Python and tools for research

Course label : Python and tools for research
Teaching departement : EEA / Electrotechnics - Electronics - Control Systems
Teaching manager : Mister PIERRE-ANTOINE THOUVENIN / Mister PIERRE CHAINAIS
Education language :
Potential ects : 0
Results grid :
Code and label (hp) : MR_DS_S1_PTR - Python and tools for research

Education team

Teachers : Mister PIERRE-ANTOINE THOUVENIN / Mister PIERRE CHAINAIS
External contributors (business, research, secondary education): various temporary teachers

Summary

Basic notions and structures of Python and popular modules (numpy, scipy, sklearn, etc.). Fundamentals of object-oriented programming with Python. Hands on, plus some presentation of useful tools such as LaTex and Bibtex. The labs will illustrate: - the ability of Python to quickly translate into code very usual linear algebra operations as well as statistical procedures; - the benefits of object-oriented programming (with ML oriented examples); - the power of Latex/Bibtex for scientific document editing.

Educational goals

After successfully taking this course, students should be able to: - manipulate usual structures of Python; - implement object-oriented programs in Python; - understand the notion of class and object; - understand the concepts of encapsulation and inheritance; - write Python code abiding by usual notation, comment and documentation conventions; - systematically test their codes (through unit tests, debugging); - use several ML-oriented Python modules (numpy, scipy, sklearn); - write a report using LaTex and Bibtex; - explore bibliographic databases and administrate a bibliography.
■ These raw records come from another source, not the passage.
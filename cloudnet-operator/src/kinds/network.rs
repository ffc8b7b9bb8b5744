use async_trait::async_trait;
use cloudnet_operator_apis::{NatGateway, Network, NetworkSpec, NoDependencies, Subnet};
use kube::ResourceExt;

use super::changed;
use crate::{
    provider::{CreateNetworkRequest, NetworkInfo, NetworkUpdate, Provider, ProviderError},
    reconciler::ManagedKind,
    reference_guard::{BackReference, ReferenceCheck},
    resolver::{ResolveError, Resolver},
};

#[async_trait]
impl ManagedKind for Network {
    const FINALIZER: &'static str = "network.cloudnet.io/finalizer";

    type Info = NetworkInfo;
    type Update = NetworkUpdate;

    async fn resolve(&self, _: &Resolver<'_>) -> Result<NoDependencies, ResolveError> {
        Ok(NoDependencies {})
    }

    async fn create_external(
        &self,
        provider: &dyn Provider,
        _: &NoDependencies,
    ) -> Result<String, ProviderError> {
        provider
            .create_network(&CreateNetworkRequest {
                name: self.name_any(),
                description: self.spec.description.clone(),
                cidr: self.spec.cidr.clone(),
            })
            .await
    }

    async fn get_external(
        &self,
        provider: &dyn Provider,
        id: &str,
    ) -> Result<Option<NetworkInfo>, ProviderError> {
        provider.get_network(id).await
    }

    fn detect_drift(&self, baseline: &NetworkSpec) -> Option<NetworkUpdate> {
        changed(&self.spec.description, &baseline.description).map(|description| NetworkUpdate {
            description: Some(description),
        })
    }

    async fn update_external(
        &self,
        provider: &dyn Provider,
        id: &str,
        _: &NetworkInfo,
        update: &NetworkUpdate,
    ) -> Result<(), ProviderError> {
        provider.update_network(id, update).await
    }

    async fn delete_external(&self, provider: &dyn Provider, id: &str) -> Result<(), ProviderError> {
        provider.delete_network(id).await
    }

    fn reference_checks() -> Vec<Box<dyn ReferenceCheck>> {
        vec![
            Box::new(BackReference::<Subnet>::new("Subnets", |r| r.network_id.as_str()))
                as Box<dyn ReferenceCheck>,
            Box::new(BackReference::<NatGateway>::new("NATGateways", |r| {
                r.network_id.as_str()
            })),
        ]
    }
}
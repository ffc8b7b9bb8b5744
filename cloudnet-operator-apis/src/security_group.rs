use kube::CustomResource;
use schemars::JsonSchema;
use serde::{Deserialize, Serialize};

use crate::{Dependency, ManagedStatus, NoDependencies, ProviderConfigReference};

/// Security group, a named set of firewall rules.
#[derive(CustomResource, Debug, Clone, Deserialize, Serialize, JsonSchema, PartialEq)]
#[kube(
    group = "cloudnet.io",
    version = "v1alpha1",
    kind = "SecurityGroup",
    derive = "PartialEq",
    status = "SecurityGroupStatus",
    namespaced,
    printcolumn = r#"{
        "name":"Ready",
        "type": "string",
        "jsonPath": ".status.conditions[?(@.type==\"Ready\")].status"
    }"#,
    printcolumn = r#"{
        "name":"ExternalID",
        "type": "string",
        "jsonPath": ".status.externalID"
    }"#
)]
#[serde(rename_all = "camelCase")]
pub struct SecurityGroupSpec {
    pub provider_config_ref: ProviderConfigReference,
    #[serde(default, skip_serializing_if = "String::is_empty")]
    pub description: String,
    #[serde(default)]
    pub orphan_on_delete: bool,
}

pub type SecurityGroupStatus = ManagedStatus<SecurityGroupSpec, NoDependencies>;

crate::managed!(SecurityGroup, SecurityGroupSpec, NoDependencies);

#[derive(Serialize, Deserialize, Clone, Copy, Debug, PartialEq, Eq, JsonSchema)]
#[serde(rename_all = "lowercase")]
pub enum Direction {
    Ingress,
    Egress,
}

#[derive(Serialize, Deserialize, Clone, Copy, Debug, Default, PartialEq, Eq, JsonSchema)]
#[serde(rename_all = "lowercase")]
pub enum Protocol {
    #[default]
    All,
    Icmp,
    Tcp,
    Udp,
}

#[derive(Serialize, Deserialize, Clone, Copy, Debug, Default, PartialEq, Eq, JsonSchema)]
pub enum Ethertype {
    #[default]
    IPv4,
    IPv6,
}

#[derive(Serialize, Deserialize, Clone, Copy, Debug, Default, PartialEq, Eq, JsonSchema)]
#[serde(rename_all = "lowercase")]
pub enum RuleAction {
    #[default]
    Allow,
    Deny,
}

/// Single firewall rule of a [`SecurityGroup`].
#[derive(CustomResource, Debug, Clone, Deserialize, Serialize, JsonSchema, PartialEq)]
#[kube(
    group = "cloudnet.io",
    version = "v1alpha1",
    kind = "SecurityGroupRule",
    derive = "PartialEq",
    status = "SecurityGroupRuleStatus",
    namespaced,
    printcolumn = r#"{
        "name":"Ready",
        "type": "string",
        "jsonPath": ".status.conditions[?(@.type==\"Ready\")].status"
    }"#,
    printcolumn = r#"{
        "name":"Direction",
        "type": "string",
        "jsonPath": ".spec.direction"
    }"#
)]
#[serde(rename_all = "camelCase")]
pub struct SecurityGroupRuleSpec {
    pub provider_config_ref: ProviderConfigReference,
    /// The security group this rule belongs to.
    pub security_group: Dependency,
    #[serde(default, skip_serializing_if = "String::is_empty")]
    pub description: String,
    pub direction: Direction,
    #[serde(default)]
    pub protocol: Protocol,
    #[serde(default)]
    pub ethertype: Ethertype,
    /// Port ranges, e.g. `80,443` or `8000-9000`.
    #[serde(default, skip_serializing_if = "String::is_empty")]
    pub multiport: String,
    #[serde(default)]
    pub action: RuleAction,
    /// Rule priority between 1 and 100.
    #[serde(default, skip_serializing_if = "Option::is_none")]
    #[schemars(range(min = 1, max = 100))]
    pub priority: Option<i32>,
    #[serde(default)]
    pub orphan_on_delete: bool,
}

#[derive(Serialize, Deserialize, Debug, Default, PartialEq, Eq, Clone, JsonSchema)]
pub struct SecurityGroupRuleResolved {
    #[serde(
        rename = "securityGroupID",
        default,
        skip_serializing_if = "String::is_empty"
    )]
    pub security_group_id: String,
}

pub type SecurityGroupRuleStatus = ManagedStatus<SecurityGroupRuleSpec, SecurityGroupRuleResolved>;

crate::managed!(
    SecurityGroupRule,
    SecurityGroupRuleSpec,
    SecurityGroupRuleResolved
);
Sustainable development goals

Knowledge control procedures

Continuous Assessment
Comments: Continuous evaluation. Labs, grading scale: (min) 0 = 20 (max) - Passing grade = 10/20 Evaluations: - LaTeX report (L): 6h - Python lab reports (P) x4: 2h each Grade session 1: N = (L+4*P) / 5 2nd chance evaluation : Python lab (2h) (TP) Grade session 2: 0.7*N + 0.3*TP

Online resources

List of references, documents, .tex resources and lab notebooks, made available on Moodle.

Pedagogy

Lab sessions. Language of instruction: English.

Sequencing / learning methods

Number of hours - Lectures : 12
Number of hours - Tutorial : 12
Number of hours - Practical work : 0
Number of hours - Seminar : 0
Number of hours - Half-group seminar : 0
Number of student hours in TEA (Autonomous learning) : 0
Number of student hours in TNE (Non-supervised activities) : 0
Number of hours in CB (Fixed exams) : 0
Number of student hours in PER (Personal work) : 0
Number of hours - Projects : 0

Prerequisites

Basics of programming in Python. Refresher course in computer science. Basic notions of C programming.

Maximum number of registrants

Remarks

Assessment based on the reports and codes produced for each lab by each group of students (composed of max. 2 students).